Could British Petroleum Cut Its Dividend?
BP plc (ADR) (NYSE:BP), also known as British Petroleum, has seen deep red for both BP stock’s fourth-quarter and annual 2015 results. BP announced that its dividend would remain at $0.10 per common share, payable in March. But BP stock experienced a perpendicular drop on the chart in a free-fall chute from $31.70 to $28.86. BP’s performance reflects heavy write-downs and the effects of collapsing oil prices over the past 20 months. Yet BP has also taken steps to ensure its dividend will not suffer.
There was concern that BP’s cash flow would no longer cover expenses and dividend payments, while its debt grows by the hour. Standard & Poor’s cut Royal Dutch Shell plc’s rating, stripping the stock of its investment-grade status. This suggests BP could be next.

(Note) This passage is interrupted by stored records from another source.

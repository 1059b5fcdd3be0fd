//! Compiled model handle
//!
//! Loads the classifier artifact exactly once at startup and shares the
//! compiled model read-only across all requests. There is no unload path:
//! the handle lives for the lifetime of the process.

use std::path::Path;
use std::sync::Arc;
use std::time::Instant;

use anyhow::{Context, Result};
use openvino::{CompiledModel, Core, InferRequest};
use tracing::info;

/// Wrapper for OpenVINO CompiledModel that implements Send + Sync
#[derive(Clone)]
pub struct SafeCompiledModel(pub Arc<CompiledModel>);
unsafe impl Send for SafeCompiledModel {}
unsafe impl Sync for SafeCompiledModel {}

impl SafeCompiledModel {
    /// Create an inference request
    /// OpenVINO CompiledModel methods are thread-safe in C++, but Rust bindings
    /// require &mut self. We bypass this restriction safely.
    pub fn create_infer_request(&self) -> Result<InferRequest> {
        unsafe {
            let ptr = Arc::as_ptr(&self.0) as *mut CompiledModel;
            (*ptr).create_infer_request().map_err(|e| e.into())
        }
    }
}

/// Immutable handle to the loaded classifier.
///
/// Produced by a single initialization step in `main` and passed explicitly
/// through the application state. No write path exists post-load.
pub struct ClassifierModel {
    compiled: SafeCompiledModel,
}

impl ClassifierModel {
    /// Read and compile the model artifact.
    pub fn load(path: &Path, device: &str) -> Result<Self> {
        info!("Loading model from {}", path.display());
        let start = Instant::now();

        let mut core = Core::new().context("Failed to initialize inference runtime")?;
        let model = core
            .read_model_from_file(
                path.to_str().context("Model path is not valid UTF-8")?,
                "",
            )
            .with_context(|| format!("Failed to read model {}", path.display()))?;
        let compiled = core
            .compile_model(&model, device.into())
            .with_context(|| format!("Failed to compile model for device {}", device))?;

        info!("Model loaded in {:?}", start.elapsed());

        Ok(Self {
            compiled: SafeCompiledModel(Arc::new(compiled)),
        })
    }

    /// Create a per-request inference context over the shared model.
    pub fn create_infer_request(&self) -> Result<InferRequest> {
        self.compiled.create_infer_request()
    }
}
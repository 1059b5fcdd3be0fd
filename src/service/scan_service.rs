//! Scan service - core request orchestration
//!
//! Bridges the async HTTP surface and the blocking inference engine.

use std::path::PathBuf;
use std::sync::Arc;

use anyhow::Result;

use crate::config::Config;
use crate::engine::{ClassifierModel, Prediction, TumorClassifier};

use super::types::HealthResult;

/// MRI scan classification service
pub struct ScanService {
    classifier: TumorClassifier,
    config: Config,
}

impl ScanService {
    /// Create a new scan service around a loaded model handle.
    pub fn new(model: ClassifierModel, config: Config) -> Self {
        let classifier = TumorClassifier::new(Arc::new(model));

        Self { classifier, config }
    }

    /// Get the loaded configuration
    pub fn config(&self) -> &Config {
        &self.config
    }

    /// Classify the uploaded scan stored at `path`.
    pub async fn predict(&self, path: PathBuf) -> Result<Prediction> {
        // Run the forward pass in a blocking task
        let classifier = self.classifier.clone();
        let prediction =
            tokio::task::spawn_blocking(move || classifier.classify_file(&path)).await??;

        Ok(prediction)
    }

    /// Get health status
    pub fn health(&self) -> HealthResult {
        HealthResult {
            healthy: true,
            version: env!("CARGO_PKG_VERSION").to_string(),
            model_loaded: true,
        }
    }
}
//! REST API response data transfer objects

use serde::Serialize;
use std::collections::HashMap;

/// Predict response
#[derive(Debug, Serialize)]
pub struct PredictResponse {
    pub prediction: String,
    pub confidence_scores: HashMap<String, f32>,
    pub image_url: String,
}

/// Health response
#[derive(Debug, Serialize)]
pub struct HealthResponse {
    pub healthy: bool,
    pub version: String,
    pub model_loaded: bool,
}

/// Error response
#[derive(Debug, Serialize)]
pub struct ErrorResponse {
    pub error: String,
}

impl ErrorResponse {
    pub fn new(error: &str) -> Self {
        Self {
            error: error.to_string(),
        }
    }
}

#[cfg(test)]
mod tests {
    use super::*;

    #[test]
    fn test_predict_response_shape() {
        let mut confidence_scores = HashMap::new();
        confidence_scores.insert("Glioma".to_string(), 92.5f32);

        let response = PredictResponse {
            prediction: "Glioma".to_string(),
            confidence_scores,
            image_url: "http://localhost:5000/api/uploads/scan.png".to_string(),
        };

        let json = serde_json::to_value(&response).unwrap();
        assert_eq!(json["prediction"], "Glioma");
        assert_eq!(json["confidence_scores"]["Glioma"], 92.5);
        assert_eq!(json["image_url"], "http://localhost:5000/api/uploads/scan.png");
    }

    #[test]
    fn test_error_response_shape() {
        let json = serde_json::to_value(ErrorResponse::new("Invalid file type")).unwrap();
        assert_eq!(json, serde_json::json!({ "error": "Invalid file type" }));
    }
}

BP’s CEO, Bob Dudley, had soothing words for owners of BP stock. He assured investors that BP would continue to issue a dividend, offering an eight-percent yield. This is despite the fact that the stock dropped nine percent in a single session. (Source: “BP’s dividend is less of a worry than the damage from cuts and job losses,” The Guardian, February 2, 2016.)
BP will be able to sustain its dividend cost better than jobs, which cost $24.0 billion. Hence, the dividend stays and 7,000 jobs go out the BP door. By comparison, dividends cost some $6.6 billion, which BP could afford by increased borrowing if needed. (Source: Ibid.)
In the last three months of 2014, Brent crude cost an average of $44.00 a barrel, more than 40% less than in the same period of 2013. But last January, oil prices fell below $30.00 in response to lower demand, especially from China. Plus, sustained volume production by countries linked to OPEC (the Organization of the Petroleum Exporting Countries) and Russia has put even more pressure on oil prices.
As BP’s stock price has collapsed, it has not lost its charm. BP has assured investors that the dividend remains a priority. The company will cut investments, even as it continues to pursue important projects, including ones in China. Like BP, other major oil companies are cutting billions in investments, which will reduce supply. Meanwhile, record vehicle sales in key markets from North America to China and even Europe suggest demand will grow as early as this year. This combination of factors will push oil prices higher by 2017.
While BP’s results are dismal, BP stock had already absorbed much of the pain before the results were published.
BP has also announced measures to confront the oil market situation. It will cut another 3,000 marketing and refining jobs by the end of 2017 on top of the 4,000 jobs it planned to slash in exploration and production.
BP’s cost reductions to the tune of $3.4 billion in 2015 and a further $7.0 billion this year and next make BP an interesting stock to consider. Indeed, these efforts suggest BP has not lost sight of its dividend. BP has ensured cash flow to shareholders for the long-term, according to BP CEO Bob Dudley.
BP reported fourth-quarter recurring net loss (after deduction of so-called replacement costs) of $2.2 billion. That is more than twice as much as the $969 million reported a year ago—more than 90%. As for full-year 2015, BP suffered a net loss of $6.5 billion, compared to a profit of $3.78 billion in fiscal 2014. By comparison, these results are worse than in 2010. Then, BP had to confront $55.0 billion in legal and operational costs for its Gulf of Mexico oil spill. (Source: “Oil giant BP to slash 7,000 more jobs as it reels under the worst loss in over 20 years,” Financial Post, February 2, 2016.)
Holders of BP stock can feel assured that even if the company has to borrow, it will be issuing a dividend as promised.